Content starts
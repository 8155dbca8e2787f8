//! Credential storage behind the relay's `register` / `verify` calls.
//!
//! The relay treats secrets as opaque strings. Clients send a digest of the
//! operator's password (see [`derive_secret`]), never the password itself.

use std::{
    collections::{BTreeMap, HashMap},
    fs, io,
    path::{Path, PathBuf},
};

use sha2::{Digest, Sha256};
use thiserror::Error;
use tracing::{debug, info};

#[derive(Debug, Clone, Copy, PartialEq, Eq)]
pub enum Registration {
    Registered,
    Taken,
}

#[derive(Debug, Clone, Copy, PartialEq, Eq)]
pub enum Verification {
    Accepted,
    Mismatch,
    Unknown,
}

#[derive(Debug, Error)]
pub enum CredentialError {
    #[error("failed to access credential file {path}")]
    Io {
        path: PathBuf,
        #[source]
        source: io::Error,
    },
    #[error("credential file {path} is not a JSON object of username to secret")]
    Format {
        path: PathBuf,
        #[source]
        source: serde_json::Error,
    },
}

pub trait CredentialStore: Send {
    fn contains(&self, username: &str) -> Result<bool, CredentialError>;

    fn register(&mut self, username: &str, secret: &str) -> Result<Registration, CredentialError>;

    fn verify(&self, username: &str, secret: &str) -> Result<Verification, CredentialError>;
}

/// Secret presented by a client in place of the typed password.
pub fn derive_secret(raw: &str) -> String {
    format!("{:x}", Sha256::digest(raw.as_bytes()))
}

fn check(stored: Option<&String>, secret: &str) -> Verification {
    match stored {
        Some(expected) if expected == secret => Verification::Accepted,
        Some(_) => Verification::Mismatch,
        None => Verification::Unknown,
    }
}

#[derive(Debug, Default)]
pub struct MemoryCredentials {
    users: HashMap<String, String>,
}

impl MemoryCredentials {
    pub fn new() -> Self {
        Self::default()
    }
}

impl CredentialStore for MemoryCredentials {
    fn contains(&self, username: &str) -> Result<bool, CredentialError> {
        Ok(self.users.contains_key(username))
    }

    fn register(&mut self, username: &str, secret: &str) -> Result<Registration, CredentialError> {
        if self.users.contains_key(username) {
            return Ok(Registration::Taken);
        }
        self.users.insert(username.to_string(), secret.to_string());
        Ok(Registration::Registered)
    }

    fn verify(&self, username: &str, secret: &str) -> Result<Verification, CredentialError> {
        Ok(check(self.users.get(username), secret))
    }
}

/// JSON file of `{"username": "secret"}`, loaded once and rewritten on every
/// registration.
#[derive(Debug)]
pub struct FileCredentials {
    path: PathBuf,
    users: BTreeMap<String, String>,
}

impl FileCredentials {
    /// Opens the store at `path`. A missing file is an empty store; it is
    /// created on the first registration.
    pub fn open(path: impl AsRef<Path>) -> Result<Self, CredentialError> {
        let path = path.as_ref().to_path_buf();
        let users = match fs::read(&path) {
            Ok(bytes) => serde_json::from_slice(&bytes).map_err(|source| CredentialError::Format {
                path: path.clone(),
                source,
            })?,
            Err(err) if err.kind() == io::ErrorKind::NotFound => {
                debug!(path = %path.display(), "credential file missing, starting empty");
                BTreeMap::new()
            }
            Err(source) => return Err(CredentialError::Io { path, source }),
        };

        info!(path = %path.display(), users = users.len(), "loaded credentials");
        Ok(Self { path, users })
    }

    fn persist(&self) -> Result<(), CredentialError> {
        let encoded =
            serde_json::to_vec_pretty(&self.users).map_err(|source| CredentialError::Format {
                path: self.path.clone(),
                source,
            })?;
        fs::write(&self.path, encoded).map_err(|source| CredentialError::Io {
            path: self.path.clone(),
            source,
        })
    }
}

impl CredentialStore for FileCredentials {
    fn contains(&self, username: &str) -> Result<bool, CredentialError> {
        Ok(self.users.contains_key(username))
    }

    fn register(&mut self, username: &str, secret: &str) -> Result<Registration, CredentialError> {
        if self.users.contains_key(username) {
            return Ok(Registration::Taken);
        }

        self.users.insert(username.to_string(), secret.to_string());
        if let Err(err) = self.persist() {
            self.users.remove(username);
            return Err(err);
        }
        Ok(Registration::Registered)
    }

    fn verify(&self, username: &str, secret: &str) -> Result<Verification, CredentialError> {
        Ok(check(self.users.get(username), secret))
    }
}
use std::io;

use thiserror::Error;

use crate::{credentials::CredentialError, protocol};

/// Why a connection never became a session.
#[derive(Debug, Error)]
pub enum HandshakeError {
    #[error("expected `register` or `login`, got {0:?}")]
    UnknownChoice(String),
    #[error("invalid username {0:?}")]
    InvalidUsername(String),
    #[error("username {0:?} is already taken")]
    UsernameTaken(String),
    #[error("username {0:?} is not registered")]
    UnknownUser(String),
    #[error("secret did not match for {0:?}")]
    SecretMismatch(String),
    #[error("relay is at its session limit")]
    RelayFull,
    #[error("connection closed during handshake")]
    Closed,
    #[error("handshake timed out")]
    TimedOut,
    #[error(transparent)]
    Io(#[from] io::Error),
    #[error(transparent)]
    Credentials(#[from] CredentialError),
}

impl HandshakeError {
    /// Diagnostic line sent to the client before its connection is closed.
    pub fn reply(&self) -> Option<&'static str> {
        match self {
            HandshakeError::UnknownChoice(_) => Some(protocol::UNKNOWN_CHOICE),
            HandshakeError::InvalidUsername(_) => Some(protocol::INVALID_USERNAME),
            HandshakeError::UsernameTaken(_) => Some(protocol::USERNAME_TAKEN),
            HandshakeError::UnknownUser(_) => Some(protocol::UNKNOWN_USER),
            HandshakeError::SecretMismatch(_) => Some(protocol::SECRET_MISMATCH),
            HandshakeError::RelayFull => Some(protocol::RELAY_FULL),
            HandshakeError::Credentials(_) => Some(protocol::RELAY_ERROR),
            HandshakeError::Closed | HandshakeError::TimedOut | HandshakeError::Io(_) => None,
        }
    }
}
Content ends
Content starts
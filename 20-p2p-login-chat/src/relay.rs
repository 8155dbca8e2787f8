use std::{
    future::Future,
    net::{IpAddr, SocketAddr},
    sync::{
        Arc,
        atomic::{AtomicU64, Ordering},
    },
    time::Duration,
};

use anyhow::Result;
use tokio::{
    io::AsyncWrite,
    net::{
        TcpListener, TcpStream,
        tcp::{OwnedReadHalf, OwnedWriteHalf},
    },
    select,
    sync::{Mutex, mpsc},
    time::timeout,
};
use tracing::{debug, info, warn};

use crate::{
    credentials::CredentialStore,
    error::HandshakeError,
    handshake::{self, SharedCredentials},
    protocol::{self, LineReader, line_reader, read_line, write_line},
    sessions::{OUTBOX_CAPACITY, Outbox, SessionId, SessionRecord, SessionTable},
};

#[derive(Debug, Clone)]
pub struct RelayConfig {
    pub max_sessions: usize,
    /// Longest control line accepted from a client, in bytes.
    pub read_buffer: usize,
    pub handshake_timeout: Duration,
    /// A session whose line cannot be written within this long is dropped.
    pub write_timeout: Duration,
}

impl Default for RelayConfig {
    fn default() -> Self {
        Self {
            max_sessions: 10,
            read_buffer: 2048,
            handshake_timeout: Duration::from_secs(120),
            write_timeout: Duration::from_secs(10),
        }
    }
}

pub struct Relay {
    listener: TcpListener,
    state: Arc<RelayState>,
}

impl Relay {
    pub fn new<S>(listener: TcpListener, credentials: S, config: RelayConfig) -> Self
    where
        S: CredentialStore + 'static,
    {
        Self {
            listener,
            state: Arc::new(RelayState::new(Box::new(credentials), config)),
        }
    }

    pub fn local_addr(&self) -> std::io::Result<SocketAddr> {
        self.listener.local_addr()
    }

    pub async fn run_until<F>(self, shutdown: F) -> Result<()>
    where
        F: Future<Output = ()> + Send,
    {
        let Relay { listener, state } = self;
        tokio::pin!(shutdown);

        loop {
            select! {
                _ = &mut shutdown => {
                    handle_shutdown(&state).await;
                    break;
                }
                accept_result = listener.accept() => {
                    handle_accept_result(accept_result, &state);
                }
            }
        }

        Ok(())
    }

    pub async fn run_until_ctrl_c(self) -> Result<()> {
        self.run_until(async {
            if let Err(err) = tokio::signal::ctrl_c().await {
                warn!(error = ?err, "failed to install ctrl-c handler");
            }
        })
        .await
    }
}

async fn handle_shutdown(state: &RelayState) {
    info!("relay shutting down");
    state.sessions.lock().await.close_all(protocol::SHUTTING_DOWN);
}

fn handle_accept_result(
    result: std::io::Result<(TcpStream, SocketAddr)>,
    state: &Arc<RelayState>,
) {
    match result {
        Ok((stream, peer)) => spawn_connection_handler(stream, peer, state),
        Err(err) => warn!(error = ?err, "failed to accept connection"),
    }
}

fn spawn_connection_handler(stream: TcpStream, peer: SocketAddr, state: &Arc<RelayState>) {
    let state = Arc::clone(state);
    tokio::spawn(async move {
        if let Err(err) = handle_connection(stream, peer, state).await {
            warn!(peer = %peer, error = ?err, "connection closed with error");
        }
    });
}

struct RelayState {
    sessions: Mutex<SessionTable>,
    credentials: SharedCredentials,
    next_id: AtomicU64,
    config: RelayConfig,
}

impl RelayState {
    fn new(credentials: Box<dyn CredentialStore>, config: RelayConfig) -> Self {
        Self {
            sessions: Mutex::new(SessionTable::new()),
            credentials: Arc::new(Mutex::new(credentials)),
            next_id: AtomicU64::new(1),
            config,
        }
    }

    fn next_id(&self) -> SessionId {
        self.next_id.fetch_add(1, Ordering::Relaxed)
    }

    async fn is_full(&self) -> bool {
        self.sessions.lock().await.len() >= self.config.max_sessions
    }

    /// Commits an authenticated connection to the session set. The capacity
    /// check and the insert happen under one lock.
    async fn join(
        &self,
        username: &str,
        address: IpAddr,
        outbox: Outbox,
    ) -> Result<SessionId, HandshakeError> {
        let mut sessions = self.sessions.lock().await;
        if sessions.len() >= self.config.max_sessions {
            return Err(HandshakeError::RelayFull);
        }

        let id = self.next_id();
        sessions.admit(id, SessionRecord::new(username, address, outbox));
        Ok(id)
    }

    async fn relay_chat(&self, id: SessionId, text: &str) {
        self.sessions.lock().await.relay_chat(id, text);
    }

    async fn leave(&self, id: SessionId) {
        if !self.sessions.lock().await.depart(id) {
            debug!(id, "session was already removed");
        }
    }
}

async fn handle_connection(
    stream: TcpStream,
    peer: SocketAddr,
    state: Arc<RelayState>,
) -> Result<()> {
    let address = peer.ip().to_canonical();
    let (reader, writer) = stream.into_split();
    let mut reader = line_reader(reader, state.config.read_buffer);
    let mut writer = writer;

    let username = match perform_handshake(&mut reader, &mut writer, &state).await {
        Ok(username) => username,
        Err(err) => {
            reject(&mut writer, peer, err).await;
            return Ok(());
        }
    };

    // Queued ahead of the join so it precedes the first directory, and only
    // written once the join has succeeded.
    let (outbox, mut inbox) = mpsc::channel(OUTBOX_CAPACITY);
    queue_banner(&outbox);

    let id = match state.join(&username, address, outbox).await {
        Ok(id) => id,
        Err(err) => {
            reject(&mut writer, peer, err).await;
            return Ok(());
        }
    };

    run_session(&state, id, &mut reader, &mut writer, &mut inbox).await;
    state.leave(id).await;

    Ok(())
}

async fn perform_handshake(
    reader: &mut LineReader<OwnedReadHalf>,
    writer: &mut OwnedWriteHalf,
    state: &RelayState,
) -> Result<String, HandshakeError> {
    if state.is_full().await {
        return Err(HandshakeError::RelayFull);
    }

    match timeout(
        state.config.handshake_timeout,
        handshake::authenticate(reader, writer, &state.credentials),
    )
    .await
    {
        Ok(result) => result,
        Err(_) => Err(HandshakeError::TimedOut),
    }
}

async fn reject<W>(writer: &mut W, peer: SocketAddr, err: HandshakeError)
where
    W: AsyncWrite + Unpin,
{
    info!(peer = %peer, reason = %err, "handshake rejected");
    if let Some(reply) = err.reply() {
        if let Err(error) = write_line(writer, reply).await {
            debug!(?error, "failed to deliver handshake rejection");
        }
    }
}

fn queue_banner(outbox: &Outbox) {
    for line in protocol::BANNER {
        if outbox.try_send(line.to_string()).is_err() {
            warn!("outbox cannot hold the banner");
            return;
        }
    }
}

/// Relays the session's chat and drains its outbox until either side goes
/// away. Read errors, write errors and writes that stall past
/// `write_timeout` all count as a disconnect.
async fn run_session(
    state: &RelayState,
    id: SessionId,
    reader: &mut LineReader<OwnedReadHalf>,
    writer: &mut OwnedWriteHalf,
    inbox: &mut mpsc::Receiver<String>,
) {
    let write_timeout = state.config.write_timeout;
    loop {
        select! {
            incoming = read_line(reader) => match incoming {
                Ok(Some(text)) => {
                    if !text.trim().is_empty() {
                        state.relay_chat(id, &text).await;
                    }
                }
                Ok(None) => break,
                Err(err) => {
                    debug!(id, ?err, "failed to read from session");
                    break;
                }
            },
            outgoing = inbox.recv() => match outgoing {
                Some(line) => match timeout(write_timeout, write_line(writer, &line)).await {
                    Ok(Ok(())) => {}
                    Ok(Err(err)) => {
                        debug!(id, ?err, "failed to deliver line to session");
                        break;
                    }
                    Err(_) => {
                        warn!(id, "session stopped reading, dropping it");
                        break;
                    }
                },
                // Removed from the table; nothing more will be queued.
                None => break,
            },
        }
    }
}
Content ends
Content starts
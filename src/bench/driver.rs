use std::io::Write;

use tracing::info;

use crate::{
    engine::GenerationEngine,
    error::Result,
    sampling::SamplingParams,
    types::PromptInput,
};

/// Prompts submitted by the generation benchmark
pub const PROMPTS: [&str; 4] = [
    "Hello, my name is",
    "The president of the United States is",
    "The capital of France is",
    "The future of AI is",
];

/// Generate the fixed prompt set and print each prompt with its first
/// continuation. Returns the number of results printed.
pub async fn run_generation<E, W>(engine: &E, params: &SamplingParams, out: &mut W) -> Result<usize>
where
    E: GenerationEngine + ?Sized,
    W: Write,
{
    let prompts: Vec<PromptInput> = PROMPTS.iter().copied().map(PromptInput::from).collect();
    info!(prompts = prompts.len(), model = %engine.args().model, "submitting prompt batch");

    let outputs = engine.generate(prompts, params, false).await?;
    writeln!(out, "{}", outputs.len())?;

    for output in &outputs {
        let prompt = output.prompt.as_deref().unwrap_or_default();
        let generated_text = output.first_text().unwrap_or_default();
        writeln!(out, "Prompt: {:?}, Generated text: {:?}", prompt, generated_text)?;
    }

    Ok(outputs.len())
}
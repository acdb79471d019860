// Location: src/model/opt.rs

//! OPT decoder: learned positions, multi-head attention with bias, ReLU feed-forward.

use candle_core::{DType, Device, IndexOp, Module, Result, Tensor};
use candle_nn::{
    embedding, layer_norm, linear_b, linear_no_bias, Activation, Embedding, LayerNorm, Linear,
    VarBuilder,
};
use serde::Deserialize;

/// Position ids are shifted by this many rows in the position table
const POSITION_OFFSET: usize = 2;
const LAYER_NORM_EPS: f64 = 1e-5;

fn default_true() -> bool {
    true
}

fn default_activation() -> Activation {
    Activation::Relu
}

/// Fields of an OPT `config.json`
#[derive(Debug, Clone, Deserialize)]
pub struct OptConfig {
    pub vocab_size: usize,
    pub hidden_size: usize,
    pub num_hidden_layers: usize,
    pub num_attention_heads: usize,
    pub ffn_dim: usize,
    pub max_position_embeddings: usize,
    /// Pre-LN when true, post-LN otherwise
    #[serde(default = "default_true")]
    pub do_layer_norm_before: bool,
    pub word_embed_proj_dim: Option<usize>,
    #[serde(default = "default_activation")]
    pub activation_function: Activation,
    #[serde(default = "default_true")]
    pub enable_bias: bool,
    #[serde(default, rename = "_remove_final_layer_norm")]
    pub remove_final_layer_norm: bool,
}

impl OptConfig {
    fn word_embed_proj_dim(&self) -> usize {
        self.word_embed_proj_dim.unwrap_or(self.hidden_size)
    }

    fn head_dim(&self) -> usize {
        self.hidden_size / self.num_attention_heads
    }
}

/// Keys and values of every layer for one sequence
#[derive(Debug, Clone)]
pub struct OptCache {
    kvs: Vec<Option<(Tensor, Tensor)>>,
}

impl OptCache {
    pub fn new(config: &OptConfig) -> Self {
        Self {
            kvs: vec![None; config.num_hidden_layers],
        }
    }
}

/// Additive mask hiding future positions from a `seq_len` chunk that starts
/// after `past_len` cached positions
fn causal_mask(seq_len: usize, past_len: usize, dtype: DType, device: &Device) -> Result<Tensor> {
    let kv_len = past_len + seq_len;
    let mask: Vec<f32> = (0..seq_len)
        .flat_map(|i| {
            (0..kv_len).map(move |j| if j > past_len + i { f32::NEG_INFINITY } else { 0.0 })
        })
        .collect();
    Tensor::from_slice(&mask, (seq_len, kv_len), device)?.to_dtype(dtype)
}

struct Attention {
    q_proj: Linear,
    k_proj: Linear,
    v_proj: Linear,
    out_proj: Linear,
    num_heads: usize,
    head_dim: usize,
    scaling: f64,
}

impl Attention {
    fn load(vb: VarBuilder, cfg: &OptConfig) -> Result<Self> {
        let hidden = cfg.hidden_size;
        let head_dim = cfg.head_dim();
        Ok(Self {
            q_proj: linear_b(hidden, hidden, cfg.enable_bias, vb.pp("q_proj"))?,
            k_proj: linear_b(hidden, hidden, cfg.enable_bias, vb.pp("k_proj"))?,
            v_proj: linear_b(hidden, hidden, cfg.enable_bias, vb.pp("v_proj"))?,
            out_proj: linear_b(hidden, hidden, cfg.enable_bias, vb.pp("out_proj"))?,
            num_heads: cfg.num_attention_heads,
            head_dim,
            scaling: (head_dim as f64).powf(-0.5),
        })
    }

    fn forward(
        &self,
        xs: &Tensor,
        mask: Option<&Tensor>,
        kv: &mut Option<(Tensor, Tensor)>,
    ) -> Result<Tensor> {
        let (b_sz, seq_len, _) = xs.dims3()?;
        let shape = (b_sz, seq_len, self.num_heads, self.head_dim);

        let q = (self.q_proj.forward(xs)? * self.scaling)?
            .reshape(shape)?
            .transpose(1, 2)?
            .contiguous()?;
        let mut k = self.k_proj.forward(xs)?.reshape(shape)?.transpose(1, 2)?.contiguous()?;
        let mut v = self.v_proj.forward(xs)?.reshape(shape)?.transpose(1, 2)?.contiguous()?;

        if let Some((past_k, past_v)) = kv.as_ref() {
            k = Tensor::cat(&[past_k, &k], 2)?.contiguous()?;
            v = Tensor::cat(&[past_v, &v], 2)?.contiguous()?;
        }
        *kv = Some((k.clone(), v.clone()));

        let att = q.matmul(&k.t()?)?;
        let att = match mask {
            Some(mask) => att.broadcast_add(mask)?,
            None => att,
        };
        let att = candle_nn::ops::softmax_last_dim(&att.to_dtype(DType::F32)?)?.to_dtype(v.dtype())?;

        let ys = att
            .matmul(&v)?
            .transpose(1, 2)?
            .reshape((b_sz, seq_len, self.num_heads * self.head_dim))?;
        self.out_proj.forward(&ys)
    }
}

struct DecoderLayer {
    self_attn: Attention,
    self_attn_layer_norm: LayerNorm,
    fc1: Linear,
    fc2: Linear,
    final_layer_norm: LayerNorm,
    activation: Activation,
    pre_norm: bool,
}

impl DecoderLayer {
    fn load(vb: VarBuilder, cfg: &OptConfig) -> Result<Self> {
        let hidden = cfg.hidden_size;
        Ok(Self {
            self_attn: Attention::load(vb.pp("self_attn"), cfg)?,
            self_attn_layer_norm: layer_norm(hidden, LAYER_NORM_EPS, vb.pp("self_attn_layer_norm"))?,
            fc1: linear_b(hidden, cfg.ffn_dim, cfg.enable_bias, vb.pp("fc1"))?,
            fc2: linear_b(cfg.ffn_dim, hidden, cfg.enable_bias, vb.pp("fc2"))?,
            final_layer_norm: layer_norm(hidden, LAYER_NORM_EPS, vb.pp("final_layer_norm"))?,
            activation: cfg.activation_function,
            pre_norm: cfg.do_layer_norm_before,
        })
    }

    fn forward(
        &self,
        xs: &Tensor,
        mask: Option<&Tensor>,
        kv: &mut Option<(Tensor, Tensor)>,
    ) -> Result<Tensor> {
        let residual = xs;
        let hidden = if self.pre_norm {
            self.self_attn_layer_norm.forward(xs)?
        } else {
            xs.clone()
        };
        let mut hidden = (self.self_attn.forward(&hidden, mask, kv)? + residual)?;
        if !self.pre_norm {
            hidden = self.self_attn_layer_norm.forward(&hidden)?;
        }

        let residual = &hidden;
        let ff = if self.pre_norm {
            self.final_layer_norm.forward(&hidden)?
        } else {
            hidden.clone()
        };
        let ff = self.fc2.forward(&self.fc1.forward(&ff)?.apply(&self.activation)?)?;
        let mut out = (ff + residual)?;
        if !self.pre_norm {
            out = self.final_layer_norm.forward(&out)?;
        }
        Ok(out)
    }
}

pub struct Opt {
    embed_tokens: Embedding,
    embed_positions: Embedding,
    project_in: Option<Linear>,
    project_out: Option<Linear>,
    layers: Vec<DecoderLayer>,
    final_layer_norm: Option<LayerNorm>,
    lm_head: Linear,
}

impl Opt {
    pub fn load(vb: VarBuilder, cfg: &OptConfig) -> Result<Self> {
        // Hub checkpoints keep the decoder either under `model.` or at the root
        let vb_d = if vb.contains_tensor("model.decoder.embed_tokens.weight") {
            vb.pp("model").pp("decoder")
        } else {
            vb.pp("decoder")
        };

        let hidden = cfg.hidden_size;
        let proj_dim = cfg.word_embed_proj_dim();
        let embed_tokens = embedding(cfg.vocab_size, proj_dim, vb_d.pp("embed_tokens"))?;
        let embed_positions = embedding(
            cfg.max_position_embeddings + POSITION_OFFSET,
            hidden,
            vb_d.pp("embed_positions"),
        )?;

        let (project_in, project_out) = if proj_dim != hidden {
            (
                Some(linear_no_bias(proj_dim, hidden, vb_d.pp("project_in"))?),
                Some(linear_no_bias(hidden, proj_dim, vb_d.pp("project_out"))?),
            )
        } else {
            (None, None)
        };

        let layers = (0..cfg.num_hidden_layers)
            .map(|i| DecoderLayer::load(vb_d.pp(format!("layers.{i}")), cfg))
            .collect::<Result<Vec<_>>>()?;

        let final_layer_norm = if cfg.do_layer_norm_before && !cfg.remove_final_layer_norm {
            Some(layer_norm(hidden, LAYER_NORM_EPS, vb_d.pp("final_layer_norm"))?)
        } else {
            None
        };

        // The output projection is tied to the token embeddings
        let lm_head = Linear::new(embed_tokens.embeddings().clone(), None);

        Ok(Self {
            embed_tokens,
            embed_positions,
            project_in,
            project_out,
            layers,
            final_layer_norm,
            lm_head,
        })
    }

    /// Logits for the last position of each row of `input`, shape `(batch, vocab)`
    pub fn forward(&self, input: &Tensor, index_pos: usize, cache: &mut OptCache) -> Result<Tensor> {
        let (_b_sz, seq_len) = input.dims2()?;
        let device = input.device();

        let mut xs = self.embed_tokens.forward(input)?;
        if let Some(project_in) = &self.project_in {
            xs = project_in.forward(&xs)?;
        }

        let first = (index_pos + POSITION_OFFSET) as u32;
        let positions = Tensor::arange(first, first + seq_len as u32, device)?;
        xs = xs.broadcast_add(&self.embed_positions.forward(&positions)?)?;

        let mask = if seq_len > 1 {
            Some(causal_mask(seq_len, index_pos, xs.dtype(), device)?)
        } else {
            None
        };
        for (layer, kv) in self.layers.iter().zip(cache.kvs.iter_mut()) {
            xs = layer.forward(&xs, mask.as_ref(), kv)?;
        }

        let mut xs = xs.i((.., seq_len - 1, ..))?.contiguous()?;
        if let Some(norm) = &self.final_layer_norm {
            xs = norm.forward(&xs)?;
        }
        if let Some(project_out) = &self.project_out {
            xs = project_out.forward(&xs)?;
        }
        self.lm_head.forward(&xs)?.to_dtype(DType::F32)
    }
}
Content ends
DIRECTIONS FOR THIS TASK:
Matching lines for the string "info": count them across the listing and reply with the number alone.

SOLUTION TO THIS EXERCISE:
7